**EXERCISE INSTRUCTIONS:** Every line of the material is to be set down again without any change.

**DATASET RECORDS:**
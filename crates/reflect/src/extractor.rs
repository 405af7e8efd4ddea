use crate::archive::{DeclKind, PackageArchive};
use crate::loader::{ArchiveLoader, PackageLoader, ProgramLoader};
use crate::method_set::ReflectMethodSet;
use mockgen_model::{
    is_exported, resolve, Extractor, GenerationRequest, InterfaceDescriptor, MockgenError, Result,
    Target,
};

/// Extracts exported interfaces from a compiled library's type metadata
#[derive(Debug, Default, Clone, Copy)]
pub struct ReflectExtractor;

impl ReflectExtractor {
    pub fn new() -> Self {
        Self
    }

    /// Resolve the requested interfaces from an already loaded archive
    pub fn extract_from(
        &self,
        archive: &PackageArchive,
        interfaces: &[String],
    ) -> Result<Vec<InterfaceDescriptor>> {
        let mut descriptors = Vec::with_capacity(interfaces.len());
        for name in interfaces {
            let decl = archive
                .decl(name)
                .ok_or_else(|| MockgenError::not_found(name, &archive.path))?;
            if decl.kind != DeclKind::Interface {
                return Err(MockgenError::not_an_interface(name, decl.kind.as_str()));
            }
            let descriptor = resolve(&ReflectMethodSet::new(archive, name, &decl.methods))?;
            log::debug!("resolved {name}: {} methods", descriptor.methods.len());
            descriptors.push(descriptor);
        }
        Ok(descriptors)
    }
}

impl Extractor for ReflectExtractor {
    fn extract(&self, request: &GenerationRequest) -> Result<Vec<InterfaceDescriptor>> {
        let Target::Reflect {
            library,
            archive,
            go,
        } = &request.target
        else {
            return Err(MockgenError::invalid_request(
                "reflect extractor needs a reflect-mode request",
            ));
        };

        if let Some(name) = request.interfaces.iter().find(|name| !is_exported(name)) {
            return Err(MockgenError::not_found(
                name,
                format!("{library} (not exported)"),
            ));
        }

        let loader: Box<dyn PackageLoader> = match archive {
            Some(path) => Box::new(ArchiveLoader::new(path)),
            None => Box::new(ProgramLoader::new(go)),
        };
        log::info!("loading {library} ({} interfaces)", request.interfaces.len());
        let archive = loader.load(library, &request.interfaces)?;
        self.extract_from(&archive, &request.interfaces)
    }
}

#[cfg(test)]
mod tests {
    use super::*;
    use mockgen_model::TypeRef;
    use pretty_assertions::assert_eq;

    const ARCHIVE: &str = r#"{
  "path": "example.com/svc",
  "decls": {
    "FooerService": {
      "kind": "interface",
      "methods": [
        {
          "name": "DoIt",
          "params": [
            {"kind": "named", "package": "context", "name": "Context"},
            {"kind": "pointer", "elem": {"kind": "named", "package": "example.com/svc", "name": "Request"}}
          ],
          "results": [
            {"kind": "pointer", "elem": {"kind": "named", "package": "example.com/svc", "name": "Response"}},
            {"kind": "named", "name": "error"}
          ]
        },
        {
          "name": "Batch",
          "params": [{"kind": "slice", "elem": {"kind": "named", "name": "string"}}],
          "variadic": true
        }
      ]
    },
    "Request": {"kind": "struct"}
  }
}"#;

    fn archive() -> PackageArchive {
        PackageArchive::from_json(ARCHIVE, "fixture").unwrap()
    }

    fn names(list: &[&str]) -> Vec<String> {
        list.iter().map(|s| s.to_string()).collect()
    }

    #[test]
    fn service_method_keeps_exact_types() {
        let out = ReflectExtractor::new()
            .extract_from(&archive(), &names(&["FooerService"]))
            .unwrap();
        let service = &out[0];
        assert_eq!(service.package_path, "example.com/svc");

        let method_names: Vec<_> = service.methods.iter().map(|m| m.name.as_str()).collect();
        assert_eq!(method_names, vec!["Batch", "DoIt"]);

        let do_it = service.method("DoIt").unwrap();
        let params: Vec<_> = do_it.params().iter().map(|p| p.ty.clone()).collect();
        assert_eq!(
            params,
            vec![
                TypeRef::imported("context", "Context"),
                TypeRef::local("Request").pointer(),
            ]
        );
        assert_eq!(
            do_it.results(),
            &[TypeRef::local("Response").pointer(), TypeRef::builtin("error")]
        );

        let batch = service.method("Batch").unwrap();
        assert!(batch.is_variadic());
        assert_eq!(batch.params()[0].ty, TypeRef::builtin("string").slice());
    }

    #[test]
    fn struct_is_not_an_interface() {
        let err = ReflectExtractor::new()
            .extract_from(&archive(), &names(&["Request"]))
            .unwrap_err();
        assert!(matches!(err, MockgenError::NotAnInterface { ref kind, .. } if kind == "struct"));
    }

    #[test]
    fn absent_interface_is_not_found() {
        let err = ReflectExtractor::new()
            .extract_from(&archive(), &names(&["FooerService", "Missing"]))
            .unwrap_err();
        assert_eq!(err.interface(), Some("Missing"));
    }

    #[test]
    fn unexported_name_fails_before_loading() {
        let request = GenerationRequest::reflect(
            "example.com/svc",
            Some("/nonexistent/archive.json".into()),
            names(&["fooer"]),
            "mock_svc",
            "mock.go",
        );
        let err = ReflectExtractor::new().extract(&request).unwrap_err();
        match err {
            MockgenError::NotFound {
                interface,
                location,
            } => {
                assert_eq!(interface, "fooer");
                assert!(location.contains("not exported"));
            }
            other => panic!("unexpected error {other:?}"),
        }
    }
}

**YOUR SOLUTION:**
filename crates/reflect/src/extractor.rs
repository 405af7e8efd4ddea
use crate::archive::{DeclKind, PackageArchive};
use crate::loader::{ArchiveLoader, PackageLoader, ProgramLoader};
use crate::method_set::ReflectMethodSet;
use mockgen_model::{
    is_exported, resolve, Extractor, GenerationRequest, InterfaceDescriptor, MockgenError, Result,
    Target,
};

/// Extracts exported interfaces from a compiled library's type metadata
#[derive(Debug, Default, Clone, Copy)]
pub struct ReflectExtractor;

impl ReflectExtractor {
    pub fn new() -> Self {
        Self
    }

    /// Resolve the requested interfaces from an already loaded archive
    pub fn extract_from(
        &self,
        archive: &PackageArchive,
        interfaces: &[String],
    ) -> Result<Vec<InterfaceDescriptor>> {
        let mut descriptors = Vec::with_capacity(interfaces.len());
        for name in interfaces {
            let decl = archive
                .decl(name)
                .ok_or_else(|| MockgenError::not_found(name, &archive.path))?;
            if decl.kind != DeclKind::Interface {
                return Err(MockgenError::not_an_interface(name, decl.kind.as_str()));
            }
            let descriptor = resolve(&ReflectMethodSet::new(archive, name, &decl.methods))?;
            log::debug!("resolved {name}: {} methods", descriptor.methods.len());
            descriptors.push(descriptor);
        }
        Ok(descriptors)
    }
}

impl Extractor for ReflectExtractor {
    fn extract(&self, request: &GenerationRequest) -> Result<Vec<InterfaceDescriptor>> {
        let Target::Reflect {
            library,
            archive,
            go,
        } = &request.target
        else {
            return Err(MockgenError::invalid_request(
                "reflect extractor needs a reflect-mode request",
            ));
        };

        if let Some(name) = request.interfaces.iter().find(|name| !is_exported(name)) {
            return Err(MockgenError::not_found(
                name,
                format!("{library} (not exported)"),
            ));
        }

        let loader: Box<dyn PackageLoader> = match archive {
            Some(path) => Box::new(ArchiveLoader::new(path)),
            None => Box::new(ProgramLoader::new(go)),
        };
        log::info!("loading {library} ({} interfaces)", request.interfaces.len());
        let archive = loader.load(library, &request.interfaces)?;
        self.extract_from(&archive, &request.interfaces)
    }
}

#[cfg(test)]
mod tests {
    use super::*;
    use mockgen_model::TypeRef;
    use pretty_assertions::assert_eq;

    const ARCHIVE: &str = r#"{
  "path": "example.com/svc",
  "decls": {
    "FooerService": {
      "kind": "interface",
      "methods": [
        {
          "name": "DoIt",
          "params": [
            {"kind": "named", "package": "context", "name": "Context"},
            {"kind": "pointer", "elem": {"kind": "named", "package": "example.com/svc", "name": "Request"}}
          ],
          "results": [
            {"kind": "pointer", "elem": {"kind": "named", "package": "example.com/svc", "name": "Response"}},
            {"kind": "named", "name": "error"}
          ]
        },
        {
          "name": "Batch",
          "params": [{"kind": "slice", "elem": {"kind": "named", "name": "string"}}],
          "variadic": true
        }
      ]
    },
    "Request": {"kind": "struct"}
  }
}"#;

    fn archive() -> PackageArchive {
        PackageArchive::from_json(ARCHIVE, "fixture").unwrap()
    }

    fn names(list: &[&str]) -> Vec<String> {
        list.iter().map(|s| s.to_string()).collect()
    }

    #[test]
    fn service_method_keeps_exact_types() {
        let out = ReflectExtractor::new()
            .extract_from(&archive(), &names(&["FooerService"]))
            .unwrap();
        let service = &out[0];
        assert_eq!(service.package_path, "example.com/svc");

        let method_names: Vec<_> = service.methods.iter().map(|m| m.name.as_str()).collect();
        assert_eq!(method_names, vec!["Batch", "DoIt"]);

        let do_it = service.method("DoIt").unwrap();
        let params: Vec<_> = do_it.params().iter().map(|p| p.ty.clone()).collect();
        assert_eq!(
            params,
            vec![
                TypeRef::imported("context", "Context"),
                TypeRef::local("Request").pointer(),
            ]
        );
        assert_eq!(
            do_it.results(),
            &[TypeRef::local("Response").pointer(), TypeRef::builtin("error")]
        );

        let batch = service.method("Batch").unwrap();
        assert!(batch.is_variadic());
        assert_eq!(batch.params()[0].ty, TypeRef::builtin("string").slice());
    }

    #[test]
    fn struct_is_not_an_interface() {
        let err = ReflectExtractor::new()
            .extract_from(&archive(), &names(&["Request"]))
            .unwrap_err();
        assert!(matches!(err, MockgenError::NotAnInterface { ref kind, .. } if kind == "struct"));
    }

    #[test]
    fn absent_interface_is_not_found() {
        let err = ReflectExtractor::new()
            .extract_from(&archive(), &names(&["FooerService", "Missing"]))
            .unwrap_err();
        assert_eq!(err.interface(), Some("Missing"));
    }

    #[test]
    fn unexported_name_fails_before_loading() {
        let request = GenerationRequest::reflect(
            "example.com/svc",
            Some("/nonexistent/archive.json".into()),
            names(&["fooer"]),
            "mock_svc",
            "mock.go",
        );
        let err = ReflectExtractor::new().extract(&request).unwrap_err();
        match err {
            MockgenError::NotFound {
                interface,
                location,
            } => {
                assert_eq!(interface, "fooer");
                assert!(location.contains("not exported"));
            }
            other => panic!("unexpected error {other:?}"),
        }
    }
}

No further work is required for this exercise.